■ TASK STATEMENT ■
Count all lines holding "OutputRow" in the data below and say the number, nothing more.

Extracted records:
★ ★ ★ ★ ★ ★ ★

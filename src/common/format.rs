use bigdecimal::BigDecimal;
use num_format::{Locale, ToFormattedString as _};
use num_traits::Zero;

use crate::common::money::{round_half_even, scale_of};

/// Currency amounts always show at least cents.
const MIN_PRICE_SCALE: i64 = 2;

/// Formats `value` with exactly `scale` fraction digits, using the locale's
/// grouping separator and decimal mark.
pub fn format_decimal(value: &BigDecimal, scale: i64, locale: &Locale) -> String {
    let scale = scale.max(0);
    let rounded = round_half_even(value, scale);
    let sign = if rounded < BigDecimal::zero() { "-" } else { "" };
    let text = rounded.abs().to_plain_string();
    let (int_part, frac_part) = text.split_once('.').unwrap_or((text.as_str(), ""));
    let grouped = match int_part.parse::<u64>() {
        Ok(n) => n.to_formatted_string(locale),
        Err(_) => int_part.to_string(),
    };

    if frac_part.is_empty() {
        format!("{sign}{grouped}")
    } else {
        format!("{sign}{grouped}{}{frac_part}", locale.decimal())
    }
}

/// Formats one of a set of compared amounts so they all line up on the
/// widest scale present (minimum 2 places).
pub fn format_price(value: &BigDecimal, peers: &[&BigDecimal], locale: &Locale) -> String {
    format_decimal(value, common_scale(value, peers, MIN_PRICE_SCALE), locale)
}

/// Like [`format_price`] for share quantities, which need no minimum scale.
pub fn format_quantity(value: &BigDecimal, peers: &[&BigDecimal], locale: &Locale) -> String {
    format_decimal(value, common_scale(value, peers, 0), locale)
}

fn common_scale(value: &BigDecimal, peers: &[&BigDecimal], min: i64) -> i64 {
    peers
        .iter()
        .map(|p| scale_of(p))
        .chain(std::iter::once(scale_of(value)))
        .fold(min, i64::max)
}

#[cfg(test)]
mod tests {
    use std::str::FromStr;

    use super::*;

    fn dec(s: &str) -> BigDecimal {
        BigDecimal::from_str(s).unwrap()
    }

    #[test]
    fn groups_thousands_per_locale() {
        assert_eq!(format_decimal(&dec("1234567.5"), 2, &Locale::en), "1,234,567.50");
        assert_eq!(format_decimal(&dec("1234567.5"), 2, &Locale::de), "1.234.567,50");
        assert_eq!(format_decimal(&dec("-42.125"), 2, &Locale::en), "-42.12");
    }

    #[test]
    fn price_uses_widest_peer_scale() {
        let old = dec("150");
        let new = dec("150.003");
        assert_eq!(format_price(&old, &[&new], &Locale::en), "150.000");
        assert_eq!(format_price(&new, &[&old], &Locale::en), "150.003");
        assert_eq!(format_price(&old, &[], &Locale::en), "150.00");
    }

    #[test]
    fn tiny_prices_stay_in_plain_notation() {
        assert_eq!(format_price(&dec("0.00000012"), &[], &Locale::en), "0.00000012");
        assert_eq!(format_decimal(&dec("0.00000012"), 9, &Locale::de), "0,000000120");
    }

    #[test]
    fn quantity_has_no_minimum_scale() {
        assert_eq!(format_quantity(&dec("1200"), &[&dec("1200")], &Locale::en), "1,200");
        assert_eq!(format_quantity(&dec("10"), &[&dec("10.5")], &Locale::en), "10.0");
    }
}
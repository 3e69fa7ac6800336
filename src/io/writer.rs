use std::io::Write;

use crate::domain::staged::StagedChangeSet;

#[derive(serde::Serialize)]
/// Output row for one pending price update.
///
/// Headers written (in this order): `ticker,security,date,price,volume,high,low`.
/// The daily range columns are empty when the quote has none.
struct OutputRow<'a> {
    ticker: &'a str,
    security: &'a str,
    date: String,
    price: String,
    volume: Option<u64>,
    high: Option<String>,
    low: Option<String>,
}

/// Writes the staged price updates, in staging order, as CSV so they can be
/// reviewed before commit.
///
/// # Errors
///
/// Returns a `csv::Error` if writing/serializing any row fails.
///
/// # Examples
///
/// ```
/// use price_import::domain::staged::StagedChangeSet;
/// use price_import::io::writer::write_pending_updates;
///
/// let mut out = Vec::new();
/// write_pending_updates(&mut out, &StagedChangeSet::new()).unwrap();
///
/// let s = String::from_utf8(out).unwrap();
/// assert_eq!(s, "ticker,security,date,price,volume,high,low\n");
/// ```
pub fn write_pending_updates<W: Write>(
    writer: W,
    staged: &StagedChangeSet,
) -> Result<(), csv::Error> {
    let mut wtr = csv::WriterBuilder::new()
        .has_headers(false)
        .from_writer(writer);

    // Written by hand so an empty set still gets a header line.
    wtr.write_record(["ticker", "security", "date", "price", "volume", "high", "low"])?;

    for update in staged.updates() {
        let range = update.range.as_ref();
        let row = OutputRow {
            ticker: &update.ticker,
            security: &update.name,
            date: update.date.to_string(),
            price: update.price.to_plain_string(),
            volume: range.map(|r| r.volume),
            high: range.map(|r| r.high.to_plain_string()),
            low: range.map(|r| r.low.to_plain_string()),
        };
        wtr.serialize(row)?;
    }

    wtr.flush()?;
    Ok(())
}

#[cfg(test)]
mod tests {
    use std::str::FromStr;

    use bigdecimal::BigDecimal;
    use chrono::NaiveDate;

    use super::*;
    use crate::domain::{
        security::SecurityId,
        staged::{DailyRange, PendingPriceUpdate},
    };

    // Helper: writes staged updates to a Vec<u8> and returns UTF-8 string.
    fn write_to_string(staged: &StagedChangeSet) -> String {
        let mut out = Vec::new();
        write_pending_updates(&mut out, staged).unwrap();
        String::from_utf8(out).unwrap()
    }

    fn update(id: u32, ticker: &str, price: &str) -> PendingPriceUpdate {
        PendingPriceUpdate {
            security: SecurityId(id),
            ticker: ticker.into(),
            name: format!("{ticker} Corp"),
            price: BigDecimal::from_str(price).unwrap(),
            date: NaiveDate::from_ymd_opt(2024, 1, 5).unwrap(),
            range: None,
        }
    }

    #[test]
    fn writes_rows_in_staging_order() {
        let mut staged = StagedChangeSet::new();
        staged.add_update(update(2, "MSFT", "400.10"));
        staged.add_update(update(1, "AAPL", "150.000000"));

        let s = write_to_string(&staged);
        let lines: Vec<&str> = s.lines().collect();

        assert_eq!(lines.len(), 3, "expected header + 2 rows");
        assert_eq!(lines[0], "ticker,security,date,price,volume,high,low");
        assert_eq!(lines[1], "MSFT,MSFT Corp,2024-01-05,400.10,,,");
        assert_eq!(lines[2], "AAPL,AAPL Corp,2024-01-05,150.000000,,,");
    }

    #[test]
    fn writes_daily_range_when_present() {
        let mut staged = StagedChangeSet::new();
        staged.add_update(update(1, "AAPL", "150").with_range(Some(DailyRange {
            volume: 1200,
            high: BigDecimal::from_str("151.5").unwrap(),
            low: BigDecimal::from_str("149").unwrap(),
        })));

        let s = write_to_string(&staged);
        assert_eq!(s.lines().nth(1), Some("AAPL,AAPL Corp,2024-01-05,150,1200,151.5,149"));
    }

    #[test]
    fn tiny_prices_are_written_without_exponent() {
        let mut staged = StagedChangeSet::new();
        staged.add_update(update(1, "PENNY", "0.00000012"));

        let s = write_to_string(&staged);
        assert_eq!(s.lines().nth(1), Some("PENNY,PENNY Corp,2024-01-05,0.00000012,,,"));
    }
}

★ ★ ★ ★ ★ ★ ★

■ WORKED SOLUTION ■
2